→ DIRECTIONS FOR THIS TASK: Pick out each line below containing "data".
==============================
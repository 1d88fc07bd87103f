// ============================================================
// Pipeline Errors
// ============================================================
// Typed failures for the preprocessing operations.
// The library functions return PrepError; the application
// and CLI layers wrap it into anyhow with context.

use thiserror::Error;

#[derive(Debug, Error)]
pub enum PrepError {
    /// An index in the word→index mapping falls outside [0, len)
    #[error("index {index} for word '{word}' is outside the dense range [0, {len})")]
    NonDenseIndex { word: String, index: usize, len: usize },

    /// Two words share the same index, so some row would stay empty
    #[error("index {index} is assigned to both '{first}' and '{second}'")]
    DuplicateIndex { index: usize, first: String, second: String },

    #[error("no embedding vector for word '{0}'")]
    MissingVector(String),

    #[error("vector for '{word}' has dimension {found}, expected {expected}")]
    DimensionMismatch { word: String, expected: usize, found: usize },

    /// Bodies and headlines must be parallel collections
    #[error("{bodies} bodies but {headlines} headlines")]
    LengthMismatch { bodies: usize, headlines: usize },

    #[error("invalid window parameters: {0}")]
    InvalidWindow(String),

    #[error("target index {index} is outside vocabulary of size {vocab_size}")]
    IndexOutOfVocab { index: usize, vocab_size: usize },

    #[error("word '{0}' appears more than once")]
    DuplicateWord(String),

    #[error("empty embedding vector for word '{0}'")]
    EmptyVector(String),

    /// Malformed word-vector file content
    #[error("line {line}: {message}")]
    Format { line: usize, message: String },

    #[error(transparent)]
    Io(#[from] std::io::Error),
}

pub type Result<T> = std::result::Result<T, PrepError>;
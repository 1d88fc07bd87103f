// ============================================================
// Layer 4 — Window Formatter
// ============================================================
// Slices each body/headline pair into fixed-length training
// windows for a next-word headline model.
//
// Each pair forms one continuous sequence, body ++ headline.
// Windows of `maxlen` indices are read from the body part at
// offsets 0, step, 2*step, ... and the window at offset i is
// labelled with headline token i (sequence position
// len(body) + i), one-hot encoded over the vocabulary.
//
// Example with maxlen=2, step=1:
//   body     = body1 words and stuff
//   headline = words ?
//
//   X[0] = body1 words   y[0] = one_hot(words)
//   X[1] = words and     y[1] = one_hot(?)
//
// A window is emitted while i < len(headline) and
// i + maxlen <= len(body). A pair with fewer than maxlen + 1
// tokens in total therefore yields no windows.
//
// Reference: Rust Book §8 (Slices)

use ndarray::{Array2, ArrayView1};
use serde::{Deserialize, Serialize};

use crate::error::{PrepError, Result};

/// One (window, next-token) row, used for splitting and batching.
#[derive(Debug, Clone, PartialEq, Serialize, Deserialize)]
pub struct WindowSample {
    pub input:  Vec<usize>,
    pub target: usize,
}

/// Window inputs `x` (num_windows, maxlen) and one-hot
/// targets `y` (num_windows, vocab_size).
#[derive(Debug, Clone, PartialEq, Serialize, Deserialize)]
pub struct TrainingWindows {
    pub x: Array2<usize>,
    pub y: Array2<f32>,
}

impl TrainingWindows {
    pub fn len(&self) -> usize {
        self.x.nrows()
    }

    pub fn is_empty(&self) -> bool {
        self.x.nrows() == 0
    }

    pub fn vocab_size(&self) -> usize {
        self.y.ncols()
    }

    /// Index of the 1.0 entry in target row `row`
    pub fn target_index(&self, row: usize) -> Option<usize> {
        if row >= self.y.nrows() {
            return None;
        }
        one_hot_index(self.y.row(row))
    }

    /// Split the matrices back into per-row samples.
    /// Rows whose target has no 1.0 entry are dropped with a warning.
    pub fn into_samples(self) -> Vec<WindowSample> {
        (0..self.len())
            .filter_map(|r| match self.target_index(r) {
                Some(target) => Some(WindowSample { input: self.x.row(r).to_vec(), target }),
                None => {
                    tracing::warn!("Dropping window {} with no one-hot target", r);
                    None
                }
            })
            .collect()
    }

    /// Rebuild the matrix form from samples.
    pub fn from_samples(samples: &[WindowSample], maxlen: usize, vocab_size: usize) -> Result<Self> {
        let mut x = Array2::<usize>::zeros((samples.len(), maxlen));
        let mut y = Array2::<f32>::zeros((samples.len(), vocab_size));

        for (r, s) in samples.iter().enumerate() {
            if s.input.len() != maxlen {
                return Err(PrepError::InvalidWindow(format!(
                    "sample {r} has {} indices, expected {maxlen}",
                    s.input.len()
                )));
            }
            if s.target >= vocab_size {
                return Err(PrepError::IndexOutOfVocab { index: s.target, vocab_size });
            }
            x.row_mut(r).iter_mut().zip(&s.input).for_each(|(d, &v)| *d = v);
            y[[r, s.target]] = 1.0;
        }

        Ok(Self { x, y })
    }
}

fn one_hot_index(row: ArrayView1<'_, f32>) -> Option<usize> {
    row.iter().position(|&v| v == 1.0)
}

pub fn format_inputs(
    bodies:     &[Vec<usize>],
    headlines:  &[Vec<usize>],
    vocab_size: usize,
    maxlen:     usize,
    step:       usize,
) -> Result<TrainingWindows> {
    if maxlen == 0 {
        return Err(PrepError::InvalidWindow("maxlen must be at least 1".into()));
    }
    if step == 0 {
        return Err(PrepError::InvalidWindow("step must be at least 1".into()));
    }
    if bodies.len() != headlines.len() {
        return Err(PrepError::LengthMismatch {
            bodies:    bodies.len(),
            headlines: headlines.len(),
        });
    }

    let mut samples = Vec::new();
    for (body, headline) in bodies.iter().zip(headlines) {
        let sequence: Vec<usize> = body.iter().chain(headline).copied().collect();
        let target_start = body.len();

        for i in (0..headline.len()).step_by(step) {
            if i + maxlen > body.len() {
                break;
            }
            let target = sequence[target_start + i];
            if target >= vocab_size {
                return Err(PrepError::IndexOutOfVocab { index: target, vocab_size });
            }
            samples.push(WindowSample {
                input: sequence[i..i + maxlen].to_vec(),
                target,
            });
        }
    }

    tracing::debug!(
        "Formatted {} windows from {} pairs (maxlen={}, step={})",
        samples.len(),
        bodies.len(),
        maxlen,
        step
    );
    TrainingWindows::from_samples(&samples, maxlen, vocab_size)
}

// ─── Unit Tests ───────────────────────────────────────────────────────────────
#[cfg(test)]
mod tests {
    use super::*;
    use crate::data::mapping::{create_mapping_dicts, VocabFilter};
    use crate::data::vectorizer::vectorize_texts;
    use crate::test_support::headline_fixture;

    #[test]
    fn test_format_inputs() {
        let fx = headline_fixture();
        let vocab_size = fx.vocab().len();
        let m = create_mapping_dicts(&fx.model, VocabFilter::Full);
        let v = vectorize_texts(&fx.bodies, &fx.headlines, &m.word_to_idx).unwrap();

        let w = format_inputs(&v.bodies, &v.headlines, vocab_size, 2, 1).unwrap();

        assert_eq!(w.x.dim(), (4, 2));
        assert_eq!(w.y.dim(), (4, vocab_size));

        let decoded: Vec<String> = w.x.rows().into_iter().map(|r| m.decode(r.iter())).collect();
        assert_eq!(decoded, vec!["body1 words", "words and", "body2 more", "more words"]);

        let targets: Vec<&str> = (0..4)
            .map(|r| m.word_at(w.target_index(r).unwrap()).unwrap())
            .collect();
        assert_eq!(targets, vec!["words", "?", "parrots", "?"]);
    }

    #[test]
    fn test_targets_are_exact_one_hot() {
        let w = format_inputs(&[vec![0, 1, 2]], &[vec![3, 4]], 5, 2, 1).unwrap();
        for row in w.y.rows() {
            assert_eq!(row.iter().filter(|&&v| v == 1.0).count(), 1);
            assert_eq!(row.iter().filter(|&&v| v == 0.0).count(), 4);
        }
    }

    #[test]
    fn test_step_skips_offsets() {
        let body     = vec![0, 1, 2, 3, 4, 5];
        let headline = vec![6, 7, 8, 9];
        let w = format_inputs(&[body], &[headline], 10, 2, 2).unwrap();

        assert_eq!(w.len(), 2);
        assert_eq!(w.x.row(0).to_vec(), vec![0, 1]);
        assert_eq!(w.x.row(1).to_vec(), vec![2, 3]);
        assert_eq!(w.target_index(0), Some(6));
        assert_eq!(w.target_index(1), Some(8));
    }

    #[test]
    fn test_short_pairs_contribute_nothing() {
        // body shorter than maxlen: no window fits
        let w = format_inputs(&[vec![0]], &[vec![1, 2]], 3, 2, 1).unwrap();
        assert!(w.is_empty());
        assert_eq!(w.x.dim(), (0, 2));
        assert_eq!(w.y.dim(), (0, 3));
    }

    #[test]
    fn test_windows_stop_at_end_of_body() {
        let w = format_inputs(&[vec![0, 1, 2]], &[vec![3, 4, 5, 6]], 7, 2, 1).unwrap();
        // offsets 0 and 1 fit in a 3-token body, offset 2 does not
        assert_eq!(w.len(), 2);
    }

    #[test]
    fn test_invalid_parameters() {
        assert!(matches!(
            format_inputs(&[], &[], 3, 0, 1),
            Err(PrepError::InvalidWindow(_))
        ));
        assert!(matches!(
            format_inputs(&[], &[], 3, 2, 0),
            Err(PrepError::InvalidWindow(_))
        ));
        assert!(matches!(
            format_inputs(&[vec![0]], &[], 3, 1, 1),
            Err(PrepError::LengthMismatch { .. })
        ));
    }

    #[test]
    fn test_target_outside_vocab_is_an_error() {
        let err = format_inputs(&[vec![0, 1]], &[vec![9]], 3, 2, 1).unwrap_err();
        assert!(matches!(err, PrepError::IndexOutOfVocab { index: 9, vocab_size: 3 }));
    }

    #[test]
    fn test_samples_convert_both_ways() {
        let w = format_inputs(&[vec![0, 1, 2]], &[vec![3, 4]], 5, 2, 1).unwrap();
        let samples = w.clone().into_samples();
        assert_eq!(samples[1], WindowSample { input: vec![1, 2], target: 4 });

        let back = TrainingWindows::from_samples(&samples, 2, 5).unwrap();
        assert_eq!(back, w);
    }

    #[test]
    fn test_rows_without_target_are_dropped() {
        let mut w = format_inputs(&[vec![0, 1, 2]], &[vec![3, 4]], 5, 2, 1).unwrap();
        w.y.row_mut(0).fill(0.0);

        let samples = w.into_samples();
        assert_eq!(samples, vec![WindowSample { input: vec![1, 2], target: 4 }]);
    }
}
==============================
→ TASK OUTPUT:
    use crate::data::mapping::{create_mapping_dicts, VocabFilter};
    use crate::data::vectorizer::vectorize_texts;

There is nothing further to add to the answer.